Paralyzed veterans see the benefit of scuba diving

A research study of veterans suffering from paralysis due to catastrophic injuries to their spinal cords shows that they benefited both psychologically and physically from their participation in a scuba diving class.

The study of participants in the short course found that the vets experienced improvement in the movement of their muscles, as well as more feeling with respect to leg pin pricks and light touch. The symptoms of post-traumatic stress, from which some of the paralyzed vets were also suffering, were sometimes alleviated.

According to an article on Futurity.org, the scuba diving class only lasted a few days, but researchers believed that the progress the vets made through their participation was dramatic.
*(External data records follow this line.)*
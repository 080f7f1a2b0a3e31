// ============================================================================
// Nav Core - Manifest Normalizer
// File: crates/nav-core/src/services/manifest_normalizer.rs
// ============================================================================
//! Maps heterogeneous backend payloads onto the canonical `MenuItem` shape

use std::collections::HashSet;

use serde_json::{Map, Value};
use tracing::{debug, warn};

use crate::domain::{MenuId, MenuItem};

const ID_KEYS: &[&str] = &["id", "menu_id"];
const TITLE_KEYS: &[&str] = &["title", "menu_title", "menu_name", "name"];
const PATH_KEYS: &[&str] = &["path", "menu_path", "menu_url"];
const ICON_KEYS: &[&str] = &["icon", "menu_icon"];
const PARENT_KEYS: &[&str] = &["parentId", "parent_id", "menu_parent_id", "parent_menu_id"];
const ORDER_KEYS: &[&str] = &["order", "menu_order", "sort_order"];
const ROLE_KEYS: &[&str] = &["roles", "menu_roles"];
const ACTIVE_KEYS: &[&str] = &["isActive", "is_active"];
const COMPONENT_KEYS: &[&str] = &["component", "menu_component"];

/// Never fails: a payload without a locatable list yields an empty manifest.
pub fn normalize_manifest(raw: &Value) -> Vec<MenuItem> {
    let Some(list) = locate_list(raw) else {
        warn!("Menu payload contains no item list, using empty manifest");
        return Vec::new();
    };

    let mut items = Vec::with_capacity(list.len());
    let mut seen = HashSet::new();
    for entry in list {
        flatten_entry(entry, None, &mut items, &mut seen);
    }

    debug!("Normalized {} menu items", items.len());
    items
}

/// Bare list, or a list nested under `menu` / `data` wrappers.
fn locate_list(raw: &Value) -> Option<&Vec<Value>> {
    match raw {
        Value::Array(list) => Some(list),
        Value::Object(obj) => {
            if let Some(menu) = obj.get("menu").filter(|v| is_present(v)) {
                locate_list(menu)
            } else if let Some(data) = obj.get("data").filter(|v| is_present(v)) {
                locate_list(data)
            } else {
                None
            }
        }
        _ => None,
    }
}

/// Pre-order walk so parents precede their nested children in fetch order.
fn flatten_entry(
    entry: &Value,
    enclosing: Option<&MenuId>,
    out: &mut Vec<MenuItem>,
    seen: &mut HashSet<MenuId>,
) {
    let Value::Object(obj) = entry else {
        warn!("Skipping non-object menu entry: {}", entry);
        return;
    };

    let item = normalize_entry(obj, enclosing);
    let own_id = item.as_ref().map(|i| i.id.clone());

    match item {
        Some(item) if !seen.insert(item.id.clone()) => {
            warn!("Duplicate menu id {}, keeping first occurrence", item.id);
        }
        Some(item) => out.push(item),
        None => warn!("Skipping menu entry without id"),
    }

    if let Some(Value::Array(children)) = obj.get("children") {
        for child in children {
            flatten_entry(child, own_id.as_ref(), out, seen);
        }
    }
}

fn normalize_entry(obj: &Map<String, Value>, enclosing: Option<&MenuId>) -> Option<MenuItem> {
    let id = field(obj, ID_KEYS).and_then(to_menu_id)?;

    let parent_id = match field(obj, PARENT_KEYS) {
        Some(value) => to_menu_id(value).filter(|p| !is_null_parent(p)),
        None => enclosing.cloned(),
    };

    Some(MenuItem {
        id,
        title: string_field(obj, TITLE_KEYS).unwrap_or_default(),
        path: string_field(obj, PATH_KEYS),
        icon: string_field(obj, ICON_KEYS),
        parent_id,
        order: field(obj, ORDER_KEYS).and_then(to_order).unwrap_or(0),
        roles: field(obj, ROLE_KEYS).map(to_roles).unwrap_or_default(),
        is_active: field(obj, ACTIVE_KEYS).map(to_active).unwrap_or(true),
        component: string_field(obj, COMPONENT_KEYS),
        children: Vec::new(),
    })
}

fn is_present(value: &Value) -> bool {
    match value {
        Value::Null => false,
        Value::String(s) => !s.is_empty(),
        _ => true,
    }
}

/// First alias carrying a usable value.
fn field<'a>(obj: &'a Map<String, Value>, keys: &[&str]) -> Option<&'a Value> {
    keys.iter().filter_map(|k| obj.get(*k)).find(|v| is_present(v))
}

fn string_field(obj: &Map<String, Value>, keys: &[&str]) -> Option<String> {
    field(obj, keys).and_then(|v| v.as_str()).map(|s| s.trim().to_string())
}

fn to_menu_id(value: &Value) -> Option<MenuId> {
    match value {
        Value::Number(n) => n
            .as_i64()
            .or_else(|| n.as_f64().map(|f| f as i64))
            .map(MenuId::Number),
        Value::String(s) if !s.trim().is_empty() => Some(MenuId::Text(s.trim().to_string())),
        _ => None,
    }
}

/// `0` and `""` are how some backends spell "no parent".
fn is_null_parent(id: &MenuId) -> bool {
    match id {
        MenuId::Number(n) => *n == 0,
        MenuId::Text(s) => s.is_empty() || s == "0",
    }
}

fn to_order(value: &Value) -> Option<i64> {
    match value {
        Value::Number(n) => n.as_i64().or_else(|| n.as_f64().map(|f| f as i64)),
        Value::String(s) => s.trim().parse().ok(),
        _ => None,
    }
}

fn to_roles(value: &Value) -> Vec<String> {
    match value {
        Value::Array(list) => list
            .iter()
            .filter_map(|r| r.as_str())
            .map(|r| r.trim().to_string())
            .filter(|r| !r.is_empty())
            .collect(),
        Value::String(s) => s
            .split(',')
            .map(|r| r.trim().to_string())
            .filter(|r| !r.is_empty())
            .collect(),
        _ => Vec::new(),
    }
}

fn to_active(value: &Value) -> bool {
    match value {
        Value::Bool(b) => *b,
        Value::Number(n) => n.as_i64() != Some(0),
        Value::String(s) => !matches!(s.trim(), "false" | "0"),
        _ => true,
    }
}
They had to acknowledge, however, that it was unclear how long the improvements achieved would last, and that the study results were based on a small number of paralyzed veterans, with the conclusions all preliminary.

The researchers believe, though, that the study may point to possible avenues for restoring neurological pathways in paraplegics that have not previously been considered. Too many people, one of the researchers commented, assume that there are no treatment options at all for paraplegics. They give up on treating patients with spinal cord injuries, while there may be options to consider.

The researchers also admitted that they are not sure whether the results they obtained can be reproduced or will last any extended period of time. Two of the researchers hope to conduct a larger study to validate what they previously found.

The essence of the study was conceived by a woman who herself is paralyzed from the chest down because of transverse myelitis, a neurological problem that she experienced when her spinal cord became inflamed.